During the first crawl and analysis, Stan clearly acknowledges what assumptions they made, what didn’t work on the crawl, and hints toward what they’ll be tuning with their algorithm. 

As a data junkie, this was intensely interesting to me.  The top 10 widgets on the crawl were Google Analytics, Google Syndication, Sitemeter, Technorati, Flickr, Statcounter, Mybloglog (damnit guys – why did you sell to Yahoo – we could have built something really big), FeedBurner, Blogrolling, and icio.us (del.icio.us).  The next 30 are an interesting collection of things to pay attention to (and a few surprised me with both their relative popularity or their relative unpopularity.)

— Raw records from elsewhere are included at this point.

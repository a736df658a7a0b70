//! gradekit CLI — the user-facing command-line interface.

use std::path::PathBuf;
use std::process;

use clap::{Parser, Subcommand};

mod commands;

#[derive(Parser)]
#[command(
    name = "gradekit",
    version,
    about = "Automated essay grading and plagiarism screening"
)]
struct Cli {
    #[command(subcommand)]
    command: Commands,
}

#[derive(Subcommand)]
enum Commands {
    /// Grade a cohort of essay submissions against the model answer
    Grade {
        /// Path to .toml assessment bundle or directory
        #[arg(long)]
        bundle: PathBuf,

        /// Max concurrent submissions
        #[arg(long, default_value = "4")]
        parallelism: usize,

        /// Output directory
        #[arg(long, default_value = "./gradekit-results")]
        output: PathBuf,

        /// Output format: json, html, markdown, all
        #[arg(long, default_value = "json")]
        format: String,
    },

    /// Screen a cohort of submissions against each other for plagiarism
    Screen {
        /// Path to .toml assessment bundle or directory
        #[arg(long)]
        bundle: PathBuf,

        /// Max concurrent submissions
        #[arg(long, default_value = "4")]
        parallelism: usize,

        /// Output directory
        #[arg(long, default_value = "./gradekit-results")]
        output: PathBuf,

        /// Output format: json, html, markdown, all
        #[arg(long, default_value = "json")]
        format: String,

        /// Override the bundle's alert threshold (percent)
        #[arg(long)]
        threshold: Option<f64>,

        /// Exit code 1 if any submission reaches the high-risk tier
        #[arg(long)]
        fail_on_high: bool,
    },

    /// Validate assessment bundle TOML files
    Validate {
        /// Path to bundle file or directory
        #[arg(long)]
        bundle: PathBuf,
    },

    /// Create a starter assessment bundle
    Init,
}

#[tokio::main]
async fn main() {
    tracing_subscriber::fmt()
        .with_env_filter(
            tracing_subscriber::EnvFilter::from_default_env()
                .add_directive("gradekit=info".parse().unwrap()),
        )
        .init();

    let cli = Cli::parse();

    let result = match cli.command {
        Commands::Grade {
            bundle,
            parallelism,
            output,
            format,
        } => commands::grade::execute(bundle, parallelism, output, format).await,
        Commands::Screen {
            bundle,
            parallelism,
            output,
            format,
            threshold,
            fail_on_high,
        } => {
            commands::screen::execute(bundle, parallelism, output, format, threshold, fail_on_high)
                .await
        }
        Commands::Validate { bundle } => commands::validate::execute(bundle),
        Commands::Init => commands::init::execute(),
    };

    if let Err(e) = result {
        eprintln!("Error: {e:#}");
        process::exit(1);
    }
}
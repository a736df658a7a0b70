//! Essay grading engine.
//!
//! Blends model-answer similarity and keyword coverage into a bounded
//! score, applies the word-limit penalty, and assembles the insight fields
//! of a [`GradingResult`]. The engine never fails: empty or malformed
//! input degrades to a zero/neutral result.

use crate::error::SettingsError;
use crate::keywords::match_keywords;
use crate::model::{EssayReference, Sentiment};
use crate::report::GradingResult;
use crate::text::{normalize, readability_score, word_count};
use crate::vectorize::cosine_similarity;

/// Configuration for the essay grader.
#[derive(Debug, Clone)]
pub struct GradingConfig {
    /// Weight of the model-answer similarity in the final score, in [0, 1].
    /// The keyword bonus fills the remaining share.
    pub similarity_weight: f64,
    /// Factor applied to the score when the word limit is exceeded.
    pub over_limit_penalty: f64,
}

impl Default for GradingConfig {
    fn default() -> Self {
        Self {
            similarity_weight: 0.7,
            over_limit_penalty: 0.9,
        }
    }
}

/// The essay grading engine.
#[derive(Debug, Clone)]
pub struct EssayGrader {
    config: GradingConfig,
}

impl Default for EssayGrader {
    fn default() -> Self {
        Self {
            config: GradingConfig::default(),
        }
    }
}

impl EssayGrader {
    /// Build a grader, rejecting out-of-range configuration.
    pub fn new(config: GradingConfig) -> Result<Self, SettingsError> {
        if !(0.0..=1.0).contains(&config.similarity_weight) {
            return Err(SettingsError::SimilarityWeightOutOfRange(
                config.similarity_weight,
            ));
        }
        if !(0.0..=1.0).contains(&config.over_limit_penalty) {
            return Err(SettingsError::PenaltyOutOfRange(config.over_limit_penalty));
        }
        Ok(Self { config })
    }

    /// Grade a student answer against an essay reference.
    ///
    /// The score is `cosine * max_mark * similarity_weight` plus an even
    /// share of the remaining mark per matched keyword, clamped to
    /// `[0, max_mark]`. Exceeding the word limit (counted on the raw,
    /// markup-stripped text) multiplies the score by the penalty factor.
    /// The sentiment label reflects the final, post-penalty score.
    pub fn grade(&self, student_answer: &str, reference: &EssayReference) -> GradingResult {
        let student_normalized = normalize(student_answer);
        let model_normalized = normalize(&reference.model_answer);

        let cosine = if student_normalized.is_empty() || model_normalized.is_empty() {
            0.0
        } else {
            cosine_similarity(&student_normalized, &model_normalized)
        };

        let keyword_match = match_keywords(&reference.keywords, &student_normalized);
        let usable_keywords = keyword_match.total();

        let max_mark = reference.max_mark;
        let base_score = cosine * max_mark * self.config.similarity_weight;
        let keyword_bonus = if usable_keywords == 0 {
            0.0
        } else {
            let share = max_mark * (1.0 - self.config.similarity_weight);
            keyword_match.matched.len() as f64 * (share / usable_keywords as f64)
        };

        let mut score = (base_score + keyword_bonus).min(max_mark);

        if let Some(limit) = reference.word_limit {
            if limit > 0 && word_count(student_answer) > limit as usize {
                score = (score * self.config.over_limit_penalty).max(0.0);
            }
        }

        let sentiment = Sentiment::from_score(score, max_mark);

        GradingResult {
            score: round2(score),
            cosine_similarity: round2(cosine),
            matched_keywords: keyword_match.matched,
            missing_keywords: keyword_match.missing,
            sentiment,
            readability_score: round2(readability_score(student_answer)),
            overall_match_percentage: round2(cosine * 100.0),
        }
    }
}

/// Round to two decimal places, the precision every reported score and
/// percentage carries.
pub(crate) fn round2(value: f64) -> f64 {
    (value * 100.0).round() / 100.0
}
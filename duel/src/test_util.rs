use std::{
    any::Any,
    collections::VecDeque,
    sync::Arc,
};

use duel_data::StatTable;
use duel_prng::{
    PseudoRandomNumberGenerator,
    RealPseudoRandomNumberGenerator,
};

use crate::{
    battle::{
        Battle,
        BattleBuilder,
        BattleOptions,
        SpeedTieResolution,
    },
    dex::Dex,
    teams::{
        MonData,
        TeamData,
    },
};

/// Replays a fixed sequence of values, then continues with a seeded generator.
#[derive(Debug, Clone)]
pub struct SequencePseudoRandomNumberGenerator {
    values: VecDeque<u64>,
    real: RealPseudoRandomNumberGenerator,
}

impl SequencePseudoRandomNumberGenerator {
    pub fn new(values: Vec<u64>) -> Self {
        Self {
            values: values.into(),
            real: RealPseudoRandomNumberGenerator::new(Some(0)),
        }
    }
}

impl PseudoRandomNumberGenerator for SequencePseudoRandomNumberGenerator {
    fn initial_seed(&self) -> u64 {
        self.real.initial_seed()
    }

    fn next(&mut self) -> u64 {
        let next = self.real.next();
        self.values.pop_front().unwrap_or(next)
    }

    fn clone_box(&self) -> Box<dyn PseudoRandomNumberGenerator> {
        Box::new(self.clone())
    }

    fn as_any_mut(&mut self) -> &mut dyn Any {
        self
    }
}

pub fn test_options() -> BattleOptions {
    BattleOptions {
        seed: Some(0),
        strict_invariants: true,
        speed_tie_resolution: SpeedTieResolution::Keep,
        ..Default::default()
    }
}

/// A level 100 Mon with no effort values, no ability, and a single Tackle.
pub fn test_mon(species: &str) -> MonData {
    let mut mon = MonData::new(species, &["Tackle"]);
    mon.ability = Some("No Ability".to_owned());
    mon.evs = Some(StatTable::default());
    mon
}

/// A battle whose random stream starts with `values`.
pub fn test_battle_with_prng(side_0: Vec<MonData>, side_1: Vec<MonData>, values: Vec<u64>) -> Battle {
    BattleBuilder::new(test_options())
        .with_team(0, "Player 1", TeamData { members: side_0 })
        .with_team(1, "Player 2", TeamData { members: side_1 })
        .with_prng(Box::new(SequencePseudoRandomNumberGenerator::new(values)))
        .build(Arc::new(Dex::embedded().unwrap()))
        .unwrap()
}

pub fn test_battle() -> Battle {
    test_battle_with_prng(
        vec![test_mon("Vaporeon")],
        vec![test_mon("Flareon")],
        Vec::new(),
    )
}
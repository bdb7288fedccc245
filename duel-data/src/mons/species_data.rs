use serde::{
    Deserialize,
    Serialize,
};

use crate::{
    StatTable,
    Type,
};

/// Data about a particular species.
///
/// Species data is common to every Mon of the species. Battle state such as current HP or boosts
/// does not belong here.
#[derive(Debug, Clone, PartialEq, Serialize, Deserialize)]
pub struct SpeciesData {
    /// The name of the species.
    pub name: String,
    /// The primary type of the species.
    pub primary_type: Type,
    /// The secondary type of the species, if it exists.
    pub secondary_type: Option<Type>,
    /// Base stats.
    pub base_stats: StatTable,
    /// Abilities the species can have.
    #[serde(default)]
    pub abilities: Vec<String>,
    /// Fixed maximum HP, overriding the HP formula.
    pub max_hp: Option<u16>,
}

impl SpeciesData {
    /// The species' types, in order.
    pub fn types(&self) -> Vec<Type> {
        let mut types = vec![self.primary_type];
        types.extend(self.secondary_type);
        types
    }
}
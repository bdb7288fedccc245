extern crate alloc;

pub mod abilities;
pub mod battle;
pub mod common;
pub mod conditions;
pub mod decision;
pub mod dex;
pub mod effect;
pub mod error;
pub mod items;
pub mod log;
pub mod moves;
pub mod rollout;
pub mod teams;

#[cfg(test)]
mod test_util;

pub use duel_data as data;
pub use duel_prng as prng;
use anyhow::Result;

use crate::{
    abilities::ability_identity,
    battle::MonHandle,
    common::Id,
    conditions::WeatherKind,
    effect::{
        Effect,
        EffectContext,
        Hook,
        HookOutcome,
    },
};

/// Starts a weather on entry.
#[derive(Debug, Clone)]
pub struct WeatherOnStart {
    name: &'static str,
    weather: WeatherKind,
}

impl WeatherOnStart {
    pub fn new(name: &'static str, weather: WeatherKind) -> Self {
        Self { name, weather }
    }
}

impl Effect for WeatherOnStart {
    ability_identity!(field name);

    fn on_start(&mut self, ctx: &mut EffectContext) -> Result<HookOutcome> {
        ctx.battle()
            .set_weather(&Id::from_known(self.weather.id()), None)?;
        Ok(HookOutcome::Continue)
    }
}

/// Starts an indefinite weather on entry, which ends when the holder leaves.
///
/// The weather stays if the foe holds the same ability.
#[derive(Debug, Clone)]
pub struct PrimalWeather {
    name: &'static str,
    weather: WeatherKind,
}

impl PrimalWeather {
    pub fn new(name: &'static str, weather: WeatherKind) -> Self {
        Self { name, weather }
    }
}

impl Effect for PrimalWeather {
    ability_identity!(field name);

    fn on_start(&mut self, ctx: &mut EffectContext) -> Result<HookOutcome> {
        ctx.battle()
            .set_weather(&Id::from_known(self.weather.id()), None)?;
        Ok(HookOutcome::Continue)
    }

    fn on_end(&mut self, ctx: &mut EffectContext) -> Result<()> {
        let weather = Id::from_known(self.weather.id());
        if ctx.battle_ref().weather() != Some(&weather) {
            return Ok(());
        }
        let foe_holds_same = match ctx.foe() {
            Some(foe) => {
                let foe = ctx.battle_ref().mon(foe)?;
                !foe.fainted() && foe.ability.as_str() == weather.as_str()
            }
            None => false,
        };
        if !foe_holds_same {
            ctx.battle().clear_weather()?;
        }
        Ok(())
    }
}

/// Doubles speed in the given weathers.
#[derive(Debug, Clone)]
pub struct WeatherSpeed {
    name: &'static str,
    weathers: &'static [WeatherKind],
}

impl WeatherSpeed {
    pub fn new(name: &'static str, weathers: &'static [WeatherKind]) -> Self {
        Self { name, weathers }
    }
}

impl Effect for WeatherSpeed {
    ability_identity!(field name);

    fn hooks(&self) -> &'static [(Hook, i32)] {
        &[(Hook::ModifySpe, 0)]
    }

    fn on_modify_spe(&mut self, ctx: &mut EffectContext, _: MonHandle, spe: f64) -> Result<f64> {
        let active = ctx
            .battle_ref()
            .weather()
            .and_then(WeatherKind::from_id)
            .is_some_and(|weather| self.weathers.contains(&weather));
        if active {
            return Ok(spe * 2.0);
        }
        Ok(spe)
    }
}
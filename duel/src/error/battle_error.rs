use std::fmt::Display;

use anyhow::Error;
use thiserror::Error;

/// A general error, consisting of only a message.
#[derive(Error, Debug)]
#[error("{message}")]
pub struct GeneralError {
    message: String,
}

impl GeneralError {
    /// Constructs a new general error.
    pub fn new<M>(message: M) -> Self
    where
        M: Display,
    {
        Self {
            message: message.to_string(),
        }
    }
}

/// A not found error.
#[derive(Error, Debug)]
#[error("{target} not found")]
pub struct NotFoundError {
    target: String,
}

impl NotFoundError {
    /// Constructs a new not found error.
    pub fn new<M>(target: M) -> Self
    where
        M: Display,
    {
        Self {
            target: target.to_string(),
        }
    }
}

/// A broken battle invariant, raised only when invariants are strictly enforced.
#[derive(Error, Debug)]
#[error("invariant violated: {message}")]
pub struct InvariantViolationError {
    message: String,
}

impl InvariantViolationError {
    /// Constructs a new invariant violation.
    pub fn new<M>(message: M) -> Self
    where
        M: Display,
    {
        Self {
            message: message.to_string(),
        }
    }
}

/// Helper for an [`struct@Error`] wrapping a [`GeneralError`].
pub fn general_error<M>(message: M) -> Error
where
    M: Display,
{
    Error::new(GeneralError::new(message))
}

/// Helper for an [`struct@Error`] wrapping a [`NotFoundError`].
pub fn not_found_error<M>(target: M) -> Error
where
    M: Display,
{
    Error::new(NotFoundError::new(target))
}

/// Helper for an [`struct@Error`] wrapping an [`InvariantViolationError`].
pub fn invariant_violation_error<M>(message: M) -> Error
where
    M: Display,
{
    Error::new(InvariantViolationError::new(message))
}

#[cfg(test)]
mod battle_error_test {
    use crate::error::{
        NotFoundError,
        general_error,
        not_found_error,
    };

    #[test]
    fn formats_messages() {
        assert_eq!(general_error("bad input").to_string(), "bad input");
        assert_eq!(
            not_found_error("move splash").to_string(),
            "move splash not found"
        );
    }

    #[test]
    fn downcasts_to_concrete_error() {
        let error = not_found_error("species missingno");
        assert!(error.downcast_ref::<NotFoundError>().is_some());
    }
}
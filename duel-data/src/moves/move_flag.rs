use serde_string_enum::{
    DeserializeLabeledStringEnum,
    SerializeLabeledStringEnum,
};

use crate::Type;

/// A property of a move that effects can check.
#[derive(
    Debug,
    Clone,
    Copy,
    PartialEq,
    Eq,
    Hash,
    SerializeLabeledStringEnum,
    DeserializeLabeledStringEnum,
)]
pub enum MoveFlag {
    /// Makes contact with the target.
    #[string = "Contact"]
    Contact,
    /// Blocked by protection moves.
    #[string = "Protect"]
    Protect,
    /// Sound-based.
    #[string = "Sound"]
    Sound,
    /// Powder-based.
    #[string = "Powder"]
    Powder,
    /// Punching move.
    #[string = "Punch"]
    Punch,
}

impl MoveFlag {
    /// Types that are unaffected by moves with this flag.
    pub fn immune_types(&self) -> &'static [Type] {
        match self {
            Self::Powder => &[Type::Grass],
            _ => &[],
        }
    }
}

#[cfg(test)]
mod move_flag_test {
    use crate::{
        MoveFlag,
        Type,
    };

    #[test]
    fn grass_types_ignore_powder() {
        assert_eq!(MoveFlag::Powder.immune_types(), &[Type::Grass]);
        assert!(MoveFlag::Contact.immune_types().is_empty());
    }
}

While this is still a small sample size (8552 blogs) with built in bias (crawl centered on blogs with the Lijit Wijit), it’s a fascinating start.  Analytics dominate with Search relatively light.  The power curve (or long tail for those of you that don’t like math) is front and center in the analysis.

You should assume that there’s a method to the madness with this type of crawl (rather than just a desire to make a set of pretty graphs and satisfy my need for data.)  That’s part of a really interesting thing that you’ll see soon from Lijit.